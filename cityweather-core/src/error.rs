use reqwest::StatusCode;
use serde::{Deserialize, Serialize};
use thiserror::Error;

/// Coarse classification of a failed lookup. Selects the user-facing message.
#[derive(Debug, Clone, Copy, PartialEq, Eq, Hash, Serialize, Deserialize)]
#[serde(rename_all = "snake_case")]
pub enum ErrorKind {
    /// The provider could not resolve the city.
    NotFound,
    /// The provider answered, but with a failure or a body we could not read.
    ProviderError,
    /// No response was obtained at all.
    NetworkError,
}

impl ErrorKind {
    pub fn as_str(&self) -> &'static str {
        match self {
            ErrorKind::NotFound => "not_found",
            ErrorKind::ProviderError => "provider_error",
            ErrorKind::NetworkError => "network_error",
        }
    }
}

impl std::fmt::Display for ErrorKind {
    fn fmt(&self, f: &mut std::fmt::Formatter<'_>) -> std::fmt::Result {
        f.write_str(self.as_str())
    }
}

/// A failed call to the weather provider, normalized into data.
#[derive(Debug, Clone, PartialEq, Eq, Error)]
#[error("{kind}: {}", .message.as_deref().unwrap_or("no message"))]
pub struct FetchFailure {
    pub kind: ErrorKind,
    /// Human-readable message recovered from the provider or the transport.
    pub message: Option<String>,
}

impl FetchFailure {
    pub fn new(kind: ErrorKind, message: Option<String>) -> Self {
        Self { kind, message }
    }

    /// Failure for a response that reached us but could not be decoded.
    pub fn unreadable() -> Self {
        Self::new(ErrorKind::ProviderError, None)
    }

    pub fn network(message: impl Into<String>) -> Self {
        Self::new(ErrorKind::NetworkError, Some(message.into()))
    }

    /// Failure for a non-success HTTP response carrying a provider message.
    pub fn from_response(status: StatusCode, message: String) -> Self {
        Self::new(classify_failure(Some(status), &message), Some(message))
    }
}

/// Maps a provider failure to an [`ErrorKind`].
///
/// A 404 status, or the code "404" appearing anywhere in the provider's
/// message, means the city was not found. Everything else that produced a
/// response is a provider error. The substring rule is kept for compatibility
/// with providers that only report the code inside the message text.
pub fn classify_failure(status: Option<StatusCode>, message: &str) -> ErrorKind {
    if status == Some(StatusCode::NOT_FOUND) || message.contains("404") {
        ErrorKind::NotFound
    } else {
        ErrorKind::ProviderError
    }
}

#[cfg(test)]
mod tests {
    use super::*;

    #[test]
    fn http_404_is_not_found() {
        let kind = classify_failure(Some(StatusCode::NOT_FOUND), "city not found");
        assert_eq!(kind, ErrorKind::NotFound);
    }

    #[test]
    fn code_in_message_is_not_found() {
        let kind = classify_failure(Some(StatusCode::BAD_REQUEST), "error 404: nothing to geocode");
        assert_eq!(kind, ErrorKind::NotFound);
    }

    #[test]
    fn other_statuses_are_provider_errors() {
        for status in [StatusCode::UNAUTHORIZED, StatusCode::TOO_MANY_REQUESTS, StatusCode::BAD_GATEWAY] {
            assert_eq!(classify_failure(Some(status), "Invalid API key"), ErrorKind::ProviderError);
        }
    }

    #[test]
    fn display_includes_kind_and_message() {
        let failure = FetchFailure::from_response(StatusCode::UNAUTHORIZED, "Invalid API key".into());
        assert_eq!(failure.to_string(), "provider_error: Invalid API key");
        assert_eq!(FetchFailure::unreadable().to_string(), "provider_error: no message");
    }
}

□ □ □ □ □

→ The problem: Restate the data above in full, keeping every word as it is.

→ Output for this exercise:
filename cityweather-core/src/error.rs
use reqwest::StatusCode;
use serde::{Deserialize, Serialize};
use thiserror::Error;

/// Coarse classification of a failed lookup. Selects the user-facing message.
#[derive(Debug, Clone, Copy, PartialEq, Eq, Hash, Serialize, Deserialize)]
#[serde(rename_all = "snake_case")]
pub enum ErrorKind {
    /// The provider could not resolve the city.
    NotFound,
    /// The provider answered, but with a failure or a body we could not read.
    ProviderError,
    /// No response was obtained at all.
    NetworkError,
}

impl ErrorKind {
    pub fn as_str(&self) -> &'static str {
        match self {
            ErrorKind::NotFound => "not_found",
            ErrorKind::ProviderError => "provider_error",
            ErrorKind::NetworkError => "network_error",
        }
    }
}

impl std::fmt::Display for ErrorKind {
    fn fmt(&self, f: &mut std::fmt::Formatter<'_>) -> std::fmt::Result {
        f.write_str(self.as_str())
    }
}

/// A failed call to the weather provider, normalized into data.
#[derive(Debug, Clone, PartialEq, Eq, Error)]
#[error("{kind}: {}", .message.as_deref().unwrap_or("no message"))]
pub struct FetchFailure {
    pub kind: ErrorKind,
    /// Human-readable message recovered from the provider or the transport.
    pub message: Option<String>,
}

impl FetchFailure {
    pub fn new(kind: ErrorKind, message: Option<String>) -> Self {
        Self { kind, message }
    }

    /// Failure for a response that reached us but could not be decoded.
    pub fn unreadable() -> Self {
        Self::new(ErrorKind::ProviderError, None)
    }

    pub fn network(message: impl Into<String>) -> Self {
        Self::new(ErrorKind::NetworkError, Some(message.into()))
    }

    /// Failure for a non-success HTTP response carrying a provider message.
    pub fn from_response(status: StatusCode, message: String) -> Self {
        Self::new(classify_failure(Some(status), &message), Some(message))
    }
}

/// Maps a provider failure to an [`ErrorKind`].
///
/// A 404 status, or the code "404" appearing anywhere in the provider's
/// message, means the city was not found. Everything else that produced a
/// response is a provider error. The substring rule is kept for compatibility
/// with providers that only report the code inside the message text.
pub fn classify_failure(status: Option<StatusCode>, message: &str) -> ErrorKind {
    if status == Some(StatusCode::NOT_FOUND) || message.contains("404") {
        ErrorKind::NotFound
    } else {
        ErrorKind::ProviderError
    }
}

#[cfg(test)]
mod tests {
    use super::*;

    #[test]
    fn http_404_is_not_found() {
        let kind = classify_failure(Some(StatusCode::NOT_FOUND), "city not found");
        assert_eq!(kind, ErrorKind::NotFound);
    }

    #[test]
    fn code_in_message_is_not_found() {
        let kind = classify_failure(Some(StatusCode::BAD_REQUEST), "error 404: nothing to geocode");
        assert_eq!(kind, ErrorKind::NotFound);
    }

    #[test]
    fn other_statuses_are_provider_errors() {
        for status in [StatusCode::UNAUTHORIZED, StatusCode::TOO_MANY_REQUESTS, StatusCode::BAD_GATEWAY] {
            assert_eq!(classify_failure(Some(status), "Invalid API key"), ErrorKind::ProviderError);
        }
    }

    #[test]
    fn display_includes_kind_and_message() {
        let failure = FetchFailure::from_response(StatusCode::UNAUTHORIZED, "Invalid API key".into());
        assert_eq!(failure.to_string(), "provider_error: Invalid API key");
        assert_eq!(FetchFailure::unreadable().to_string(), "provider_error: no message");
    }
}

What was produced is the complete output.